D’où ce décret, vu par la Cimade, comme une sanction. Ses responsables parlent même d’un « démantèlement de toute possibilité sérieuse d’accompagnement et de défense » des étrangers en rétention. Alors qu’une même association pouvait dans le passé assurer sa mission dans l’ensemble des CRA, la France sera divisée à l’avenir en « huit lots » et toute « personne morale » pourra postuler. En clair, l’aide juridique aux étrangers sera assurée par une multitude d’intervenants. « On supprime ainsi toute vision et cohérence d’ensemble », critique la Cimade. A moins que ce ne soit justement l’objectif recherché, le gouvernement était soupçonné de vouloir « émietter par la concurrence cette mission ». Autre « innovation particulièrement choquante, selon la Cimade, les textes veulent contraindre les associations à un devoir de neutralité et de confidentialité ». En clair, plus aucune information ne devra sortir des CRA.

Engagements. Pour les responsables de la Cimade, la déception est rude. « C’est un coup qui nous tombe sur la tête », reconnaît Laurent Giovannoni, son secrétaire général. Selon lui, ce décret contredit les engagements pris par le ministre de l’Immigration au début de l’été. « Il avait parlé de deux ou trois lots mais jamais de huit », affirme-t-il. Par ailleurs, Brice Hortefeux ayant publiquement fait part de sa volonté de supprimer le « monopole » dont jouissait jusque-là la Cimade, l’association s’était rapprochée du Secours catholique. Or « les textes semblent indiquer qu’il ne va pas être possible pour les associations de se présenter en groupement », poursuit Giovannoni.
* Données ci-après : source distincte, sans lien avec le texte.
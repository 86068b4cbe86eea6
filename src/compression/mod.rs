mod codecs;

pub use codecs::{GzipCompressor, ZstdCompressor};

use crate::config::{CompressionConfig, CompressionMethod};
use std::io::{self, Read};
use std::sync::Arc;

pub type BoxedReader = Box<dyn Read + Send>;

pub trait Compressor: Send + Sync {
    fn compress(&self, input: BoxedReader) -> io::Result<BoxedReader>;
    fn decompress(&self, input: BoxedReader) -> io::Result<BoxedReader>;
    fn file_extension(&self) -> &'static str;
    fn name(&self) -> &'static str;
}

pub fn create_compressor(config: &CompressionConfig) -> Arc<dyn Compressor> {
    match config.method {
        CompressionMethod::Zstd => Arc::new(ZstdCompressor::new(config.level)),
        CompressionMethod::Gzip => Arc::new(GzipCompressor::new(config.level)),
    }
}
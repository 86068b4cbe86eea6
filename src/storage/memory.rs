use super::{join_key, Folder};
use crate::compression::BoxedReader;
use crate::error::Result;
use async_trait::async_trait;
use std::collections::HashMap;
use std::io::Read;
use std::sync::{Arc, Mutex};

#[derive(Default)]
struct Objects {
    data: HashMap<String, Vec<u8>>,
    order: Vec<String>,
}

#[derive(Clone, Default)]
pub struct MemoryFolder {
    objects: Arc<Mutex<Objects>>,
    prefix: String,
}

impl MemoryFolder {
    pub fn new() -> Self {
        Self::default()
    }

    pub fn get(&self, key: &str) -> Option<Vec<u8>> {
        self.lock().data.get(key).cloned()
    }

    pub fn keys(&self) -> Vec<String> {
        let mut keys: Vec<String> = self.lock().data.keys().cloned().collect();
        keys.sort();
        keys
    }

    pub fn write_order(&self) -> Vec<String> {
        self.lock().order.clone()
    }

    fn lock(&self) -> std::sync::MutexGuard<'_, Objects> {
        self.objects.lock().unwrap_or_else(|poisoned| poisoned.into_inner())
    }
}

#[async_trait]
impl Folder for MemoryFolder {
    async fn put_object(&self, path: &str, mut content: BoxedReader) -> Result<()> {
        let bytes = tokio::task::spawn_blocking(move || {
            let mut buf = Vec::new();
            content.read_to_end(&mut buf).map(|_| buf)
        })
        .await??;

        let key = join_key(&self.prefix, path);
        let mut objects = self.lock();
        objects.order.push(key.clone());
        objects.data.insert(key, bytes);
        Ok(())
    }

    fn sub_folder(&self, name: &str) -> Arc<dyn Folder> {
        Arc::new(MemoryFolder {
            objects: self.objects.clone(),
            prefix: join_key(&self.prefix, name),
        })
    }

    fn path(&self) -> &str {
        &self.prefix
    }
}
Enfin, « Hortefeux n’avait jamais évoqué devant nous le devoir de neutralité et de confidentialité ». La Cimade a demandé à être reçue par le ministre . Elle attend sa réponse.


[1Décret n° 2008-817 du 22 août 2008 portant modification du code de l’entrée et du séjour des étrangers et du droit d’asile en matière de rétention administrative, NOR : IMIK0810948D : http://www.legifrance.gouv.fr/affic....

[2L’annonce N°245, publiée le 2 septembre 2008 au BOAMP (bulletin officiel des annonces de marchés publics) 169 : appel d’offre « relatif au marché pour l’information, en vue de l’exercice de leurs droits, des étrangers maintenus dans les centres de rétention administrative ».